» EXERCISE DIRECTIONS
Copy each line of the data below in which the word "nname" can be found.

» MATERIAL FOR THIS EXERCISE
========

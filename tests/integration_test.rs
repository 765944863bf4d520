use std::env;
use std::path::PathBuf;

use btreescan::btree::{self, PageType};
use btreescan::{Row, SqlValue, StoredDb};

fn path_to_testdata(filename: &str) -> String {
    env::var("CARGO_MANIFEST_DIR").expect("CARGO_MANIFEST_DIR not set")
        + "/resources/test/"
        + filename
}

fn text(s: &str) -> SqlValue {
    SqlValue::Text(s.to_string())
}

fn run(db: &StoredDb, command: &str) -> String {
    let mut out: Vec<u8> = vec![];
    btreescan::run_command(db, command, &mut out).unwrap();
    String::from_utf8(out).unwrap()
}

/// Builds a database with 512 byte pages and `count` empty tables named `dummy0`, `dummy1`, ...
fn build_test_database(dir: &tempfile::TempDir, count: usize) -> PathBuf {
    let path = dir.path().join("test.db");
    let conn = rusqlite::Connection::open(&path).unwrap();
    conn.execute_batch("PRAGMA page_size = 512;").unwrap();
    for table in 0..count {
        conn.execute_batch(&format!("CREATE TABLE dummy{} (value int);", table))
            .unwrap();
    }
    let n: i64 = conn
        .query_row("SELECT count(*) FROM sqlite_schema", [], |r| r.get(0))
        .unwrap();
    assert_eq!(n as usize, count);
    path
}

#[test]
fn test_table_names_on_sample_db() {
    let db = StoredDb::open(path_to_testdata("sample.db")).unwrap();
    assert_eq!(db.page_size(), 4096);
    assert_eq!(db.table_names(), vec!["apples", "oranges"]);
}

#[test]
fn test_apples_rows_in_rowid_order() {
    use SqlValue::Int;
    let db = StoredDb::open(path_to_testdata("sample.db")).unwrap();
    let page = db.find_table("apples").unwrap().unwrap();
    let rows: Vec<Row> = page.rows().map(|r| r.unwrap()).collect();
    let items: Vec<Vec<SqlValue>> = rows.iter().map(|r| r.items.clone()).collect();
    assert_eq!(
        items,
        vec![
            vec![Int(1), text("Granny Smith"), text("Light Green")],
            vec![Int(2), text("Fuji"), text("Red")],
            vec![Int(3), text("Honeycrisp"), text("Blush Red")],
            vec![Int(4), text("Golden Delicious"), text("Yellow")],
        ]
    );
    assert_eq!(rows.iter().map(|r| r.rowid).collect::<Vec<_>>(), vec![1, 2, 3, 4]);
}

#[test]
fn test_dot_commands() {
    let db = StoredDb::open(path_to_testdata("sample.db")).unwrap();
    assert_eq!(
        run(&db, ".dbinfo"),
        "database page size: 4096\nnumber of tables: 3\n"
    );
    assert_eq!(run(&db, ".tables"), "apples oranges\n");
    assert_eq!(
        run(&db, ".schema"),
        "CREATE TABLE apples\n(\nid integer primary key autoincrement,\nname text,\ncolor text\n);\n\
         CREATE TABLE sqlite_sequence(name,seq);\n\
         CREATE TABLE oranges\n(\nid integer primary key autoincrement,\nname text,\ndescription text\n);\n"
    );
}

#[test]
fn test_queries_on_sample_db() {
    let db = StoredDb::open(path_to_testdata("sample.db")).unwrap();
    assert_eq!(run(&db, "SELECT COUNT(*) FROM apples"), "4\n");
    assert_eq!(run(&db, "select count(*) from oranges;"), "6\n");
    assert_eq!(
        run(&db, "SELECT name FROM apples"),
        "Granny Smith\nFuji\nHoneycrisp\nGolden Delicious\n"
    );
    assert_eq!(
        run(&db, "select NAME, color from APPLES"),
        "Granny Smith|Light Green\nFuji|Red\nHoneycrisp|Blush Red\nGolden Delicious|Yellow\n"
    );
    assert_eq!(
        run(&db, "SELECT * FROM apples"),
        "1|Granny Smith|Light Green\n2|Fuji|Red\n3|Honeycrisp|Blush Red\n4|Golden Delicious|Yellow\n"
    );
    assert_eq!(
        run(&db, "select name from oranges"),
        "Mandarin\nTangelo\nTangerine\nClementine\nValencia Orange\nNavel Orange\n"
    );
}

#[test]
fn test_query_schema_table() {
    let db = StoredDb::open(path_to_testdata("sample.db")).unwrap();
    assert_eq!(
        run(&db, "select name, rootpage from sqlite_schema"),
        "apples|2\nsqlite_sequence|3\noranges|4\n"
    );
    assert_eq!(run(&db, "select count(*) from sqlite_master"), "3\n");
}

#[test]
fn test_query_errors() {
    let db = StoredDb::open(path_to_testdata("sample.db")).unwrap();
    let mut out: Vec<u8> = vec![];

    let err = btreescan::run_command(&db, ".frobnicate", &mut out).unwrap_err();
    assert_eq!(err.to_string(), "Invalid command: .frobnicate");

    let err = btreescan::run_command(&db, "select * from pears", &mut out).unwrap_err();
    assert_eq!(err.to_string(), "Table pears not found in database.");

    let err = btreescan::run_command(&db, "select flavor from apples", &mut out).unwrap_err();
    assert_eq!(err.to_string(), "No such column: flavor");

    assert!(btreescan::run_command(&db, "select count(*), name from apples", &mut out).is_err());
    assert!(out.is_empty());
}

#[test]
fn test_multipage_table() {
    let db = StoredDb::open(path_to_testdata("multipage-512B-page.db")).unwrap();
    assert_eq!(db.page_size(), 512);
    let root = db.find_table("letters").unwrap().unwrap();
    assert_eq!(root.page_type(), PageType::TableInterior);
    let children = root.children().unwrap();
    assert_eq!(children.len(), 16);
    assert!(children.iter().all(|c| c.page_type() == PageType::TableLeaf));

    let rows: Vec<Row> = root.rows().map(|r| r.unwrap()).collect();
    assert_eq!(rows.len(), 1000);
    for (i, row) in rows.iter().enumerate() {
        assert_eq!(row.rowid, i as i64 + 1);
        let letter = char::from(b'A' + (i % 26) as u8).to_string();
        assert_eq!(row.items, vec![SqlValue::Text(letter)]);
    }
    assert_eq!(run(&db, "select count(*) from letters"), "1000\n");
}

#[test]
fn test_missing_file() {
    assert!(matches!(
        StoredDb::open(path_to_testdata("no-such.db")),
        Err(btreescan::stored_db::Error::Io(_))
    ));
}

#[test]
fn test_one_table() {
    let dir = tempfile::tempdir().unwrap();
    let db = StoredDb::open(build_test_database(&dir, 1)).unwrap();
    let schema = db.find_table("sqlite_schema").unwrap().unwrap();
    let rows: Vec<Row> = schema.rows().map(|r| r.unwrap()).collect();
    assert_eq!(
        rows.iter().map(|r| r.items.clone()).collect::<Vec<_>>(),
        vec![vec![
            text("table"),
            text("dummy0"),
            text("dummy0"),
            SqlValue::Int(2),
            text("CREATE TABLE dummy0 (value int)"),
        ]]
    );
}

#[test]
fn test_schema_fits_on_one_page() {
    let dir = tempfile::tempdir().unwrap();
    let db = StoredDb::open(build_test_database(&dir, 6)).unwrap();
    let page_one = db.get_page(1).unwrap();
    assert_eq!(page_one.page_type(), PageType::TableLeaf);
    assert_eq!(page_one.number_of_cells(), 6);
    assert!(page_one.children().unwrap().is_empty());
}

fn check_schema_split(count: usize, expected_children: usize) {
    let dir = tempfile::tempdir().unwrap();
    let db = StoredDb::open(build_test_database(&dir, count)).unwrap();
    let page_one = db.get_page(1).unwrap();
    assert_eq!(page_one.page_type(), PageType::TableInterior);
    let children = page_one.children().unwrap();
    assert_eq!(children.len(), expected_children, "{} tables", count);
    assert!(children.iter().all(|c| c.page_type() == PageType::TableLeaf));
    let cells: u32 = children.iter().map(|c| c.number_of_cells()).sum();
    assert_eq!(cells as usize, count);
    assert_eq!(db.table_names().len(), count);
}

#[test]
fn test_schema_spanning_two_pages() {
    for count in [7, 8] {
        check_schema_split(count, 1);
    }
}

#[test]
fn test_schema_spanning_three_pages() {
    for count in 9..17 {
        check_schema_split(count, 2);
    }
}

#[test]
fn test_schema_spanning_four_pages() {
    check_schema_split(17, 3);
}

#[test]
fn test_schema_spanning_more_depth() {
    let dir = tempfile::tempdir().unwrap();
    let db = StoredDb::open(build_test_database(&dir, 384)).unwrap();
    let page_one = db.get_page(1).unwrap();
    let children = page_one.children().unwrap();
    assert!(!children.is_empty());
    assert!(children.iter().any(|c| c.page_type() == PageType::TableInterior));

    let names = db.table_names();
    assert_eq!(names.len(), 384);
    let expected: Vec<String> = (0..384).map(|i| format!("dummy{}", i)).collect();
    assert_eq!(names, expected);

    // The last table is empty.
    let last = db.find_table("dummy383").unwrap().unwrap();
    assert_eq!(last.rows().count(), 0);
}

#[test]
fn test_find_table_ignores_case() {
    let dir = tempfile::tempdir().unwrap();
    let db = StoredDb::open(build_test_database(&dir, 3)).unwrap();
    let lower = db.find_table("dummy0").unwrap().unwrap();
    let upper = db.find_table("DUMMY0").unwrap().unwrap();
    assert_eq!(lower.pagenum(), upper.pagenum());
    assert_eq!(lower.pagenum(), 2);
    assert!(db.find_table("dummy9").unwrap().is_none());
}

#[test]
fn test_bad_text_does_not_stop_the_scan() {
    let dir = tempfile::tempdir().unwrap();
    let path = dir.path().join("bad.db");
    {
        let conn = rusqlite::Connection::open(&path).unwrap();
        conn.execute_batch(
            "CREATE TABLE t (id integer primary key, n int, s text);
             INSERT INTO t VALUES (1, 42, CAST(x'b1' AS TEXT));
             INSERT INTO t VALUES (2, 7, 'ok');",
        )
        .unwrap();
    }
    let db = StoredDb::open(&path).unwrap();
    let page = db.find_table("t").unwrap().unwrap();

    let cells: Vec<btree::leaf::Cell> = page
        .cell_offsets()
        .unwrap()
        .map(|offset| btree::leaf::decode_cell(page.bytes(), offset, page.usable_size()).unwrap())
        .collect();
    assert_eq!(cells.len(), 2);
    assert_eq!(cells[0].errors, 1);
    assert_eq!(cells[0].columns[0], SqlValue::Int(1));
    assert_eq!(cells[0].columns[1], SqlValue::Int(42));
    assert_eq!(cells[1].errors, 0);

    let rows: Vec<Row> = page.rows().map(|r| r.unwrap()).collect();
    assert_eq!(rows.len(), 2);
    assert_eq!(rows[1].items, vec![SqlValue::Int(2), SqlValue::Int(7), text("ok")]);
}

========

» EXPECTED ANSWER
        "CREATE TABLE apples\n(\nid integer primary key autoincrement,\nname text,\ncolor text\n);\n\
         CREATE TABLE oranges\n(\nid integer primary key autoincrement,\nname text,\ndescription text\n);\n"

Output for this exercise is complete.